◆ **Work task**:
Records appear below. Give all of them again, exactly.

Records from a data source
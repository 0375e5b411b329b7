//! # Handler 模块
//!
//! 全局导航处理器：监听路径变化，过渡导航时在新内容上播放进入动画。
//!
//! - 路径变化且正在过渡：等待内容节点出现（有超时），写入进入初态，
//!   启动进入动画，清除当前效果，上下文 `end`
//! - 路径变化但未在过渡：只更新记录的路径
//!
//! 每次过渡导航恰好调用一次 `end`，超时也不例外。

use std::cell::RefCell;
use std::rc::Rc;

use crate::catalogue::TransitionKind;
use crate::events::TransitionEvent;
use crate::runtime::PageTransitions;

/// 一次路径变化的处理结果
#[derive(Debug, Clone, Copy, PartialEq, Eq)]
pub enum NavigationOutcome {
    /// 路径未变
    Unchanged,
    /// 非过渡导航
    Plain,
    /// 已启动进入动画
    Entered(TransitionKind),
    /// 内容节点未在时限内出现
    TimedOut(TransitionKind),
}

/// 导航处理器
///
/// 通过 `PageTransitions::mount_handler` 创建，销毁时释放挂载名额。
#[derive(Debug)]
pub struct PostNavigationHandler {
    runtime: Rc<PageTransitions>,
    previous_path: RefCell<String>,
}

impl PostNavigationHandler {
    pub(crate) fn new(runtime: Rc<PageTransitions>) -> Self {
        let previous_path = RefCell::new(runtime.router().pathname());
        Self {
            runtime,
            previous_path,
        }
    }

    /// 上一次处理的路径
    pub fn previous_path(&self) -> String {
        self.previous_path.borrow().clone()
    }

    /// 持续监听路由，路由销毁时返回
    pub async fn run(&self) {
        let mut location = self.runtime.router().subscribe();
        loop {
            if location.changed().await.is_err() {
                return;
            }
            let pathname = location.borrow_and_update().pathname.clone();
            self.on_path_change(&pathname).await;
        }
    }

    /// 处理一次路径变化
    pub async fn on_path_change(&self, pathname: &str) -> NavigationOutcome {
        let rt = &self.runtime;

        if *self.previous_path.borrow() == pathname {
            return NavigationOutcome::Unchanged;
        }
        *self.previous_path.borrow_mut() = pathname.to_string();

        if !rt.context().is_transitioning() {
            rt.record(TransitionEvent::PlainNavigation {
                pathname: pathname.to_string(),
            });
            return NavigationOutcome::Plain;
        }

        let kind = rt.store().resolve();
        let content_id = &rt.config().content_root_id;
        let found = tokio::time::timeout(
            rt.config().enter_timeout(),
            rt.document().wait_for_element(content_id),
        )
        .await;

        let outcome = match found {
            Ok(node) => {
                node.apply_state(&rt.catalogue().enter_initial_state(kind));
                // 进入动画与后续渲染并行，不等待结束
                drop(rt.catalogue().play_enter(kind, &node, true));
                rt.record(TransitionEvent::EnterStarted(kind));
                NavigationOutcome::Entered(kind)
            }
            Err(_) => {
                tracing::warn!(
                    id = %content_id,
                    timeout = ?rt.config().enter_timeout(),
                    "内容节点未出现，放弃进入动画"
                );
                if kind.is_overlay() {
                    drop(rt.hide_overlay());
                }
                rt.record(TransitionEvent::EnterTimedOut(kind));
                NavigationOutcome::TimedOut(kind)
            }
        };

        rt.store().set_active(None);
        rt.context().end();
        rt.record(TransitionEvent::Settled);
        outcome
    }
}

impl Drop for PostNavigationHandler {
    fn drop(&mut self) {
        self.runtime.unmount_handler();
    }
}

◆ **Exercise result**:
repository 0375e5b411b329b7
//! # Handler 模块
//!
//! 全局导航处理器：监听路径变化，过渡导航时在新内容上播放进入动画。
//!
//! - 路径变化且正在过渡：等待内容节点出现（有超时），写入进入初态，
//!   启动进入动画，清除当前效果，上下文 `end`
//! - 路径变化但未在过渡：只更新记录的路径
//!
//! 每次过渡导航恰好调用一次 `end`，超时也不例外。

use std::cell::RefCell;
use std::rc::Rc;

use crate::catalogue::TransitionKind;
use crate::events::TransitionEvent;
use crate::runtime::PageTransitions;

/// 一次路径变化的处理结果
#[derive(Debug, Clone, Copy, PartialEq, Eq)]
pub enum NavigationOutcome {
    /// 路径未变
    Unchanged,
    /// 非过渡导航
    Plain,
    /// 已启动进入动画
    Entered(TransitionKind),
    /// 内容节点未在时限内出现
    TimedOut(TransitionKind),
}

/// 导航处理器
///
/// 通过 `PageTransitions::mount_handler` 创建，销毁时释放挂载名额。
#[derive(Debug)]
pub struct PostNavigationHandler {
    runtime: Rc<PageTransitions>,
    previous_path: RefCell<String>,
}

impl PostNavigationHandler {
    pub(crate) fn new(runtime: Rc<PageTransitions>) -> Self {
        let previous_path = RefCell::new(runtime.router().pathname());
        Self {
            runtime,
            previous_path,
        }
    }

    /// 上一次处理的路径
    pub fn previous_path(&self) -> String {
        self.previous_path.borrow().clone()
    }

    /// 持续监听路由，路由销毁时返回
    pub async fn run(&self) {
        let mut location = self.runtime.router().subscribe();
        loop {
            if location.changed().await.is_err() {
                return;
            }
            let pathname = location.borrow_and_update().pathname.clone();
            self.on_path_change(&pathname).await;
        }
    }

    /// 处理一次路径变化
    pub async fn on_path_change(&self, pathname: &str) -> NavigationOutcome {
        let rt = &self.runtime;

        if *self.previous_path.borrow() == pathname {
            return NavigationOutcome::Unchanged;
        }
        *self.previous_path.borrow_mut() = pathname.to_string();

        if !rt.context().is_transitioning() {
            rt.record(TransitionEvent::PlainNavigation {
                pathname: pathname.to_string(),
            });
            return NavigationOutcome::Plain;
        }

        let kind = rt.store().resolve();
        let content_id = &rt.config().content_root_id;
        let found = tokio::time::timeout(
            rt.config().enter_timeout(),
            rt.document().wait_for_element(content_id),
        )
        .await;

        let outcome = match found {
            Ok(node) => {
                node.apply_state(&rt.catalogue().enter_initial_state(kind));
                // 进入动画与后续渲染并行，不等待结束
                drop(rt.catalogue().play_enter(kind, &node, true));
                rt.record(TransitionEvent::EnterStarted(kind));
                NavigationOutcome::Entered(kind)
            }
            Err(_) => {
                tracing::warn!(
                    id = %content_id,
                    timeout = ?rt.config().enter_timeout(),
                    "内容节点未出现，放弃进入动画"
                );
                if kind.is_overlay() {
                    drop(rt.hide_overlay());
                }
                rt.record(TransitionEvent::EnterTimedOut(kind));
                NavigationOutcome::TimedOut(kind)
            }
        };

        rt.store().set_active(None);
        rt.context().end();
        rt.record(TransitionEvent::Settled);
        outcome
    }
}

impl Drop for PostNavigationHandler {
    fn drop(&mut self) {
        self.runtime.unmount_handler();
    }
}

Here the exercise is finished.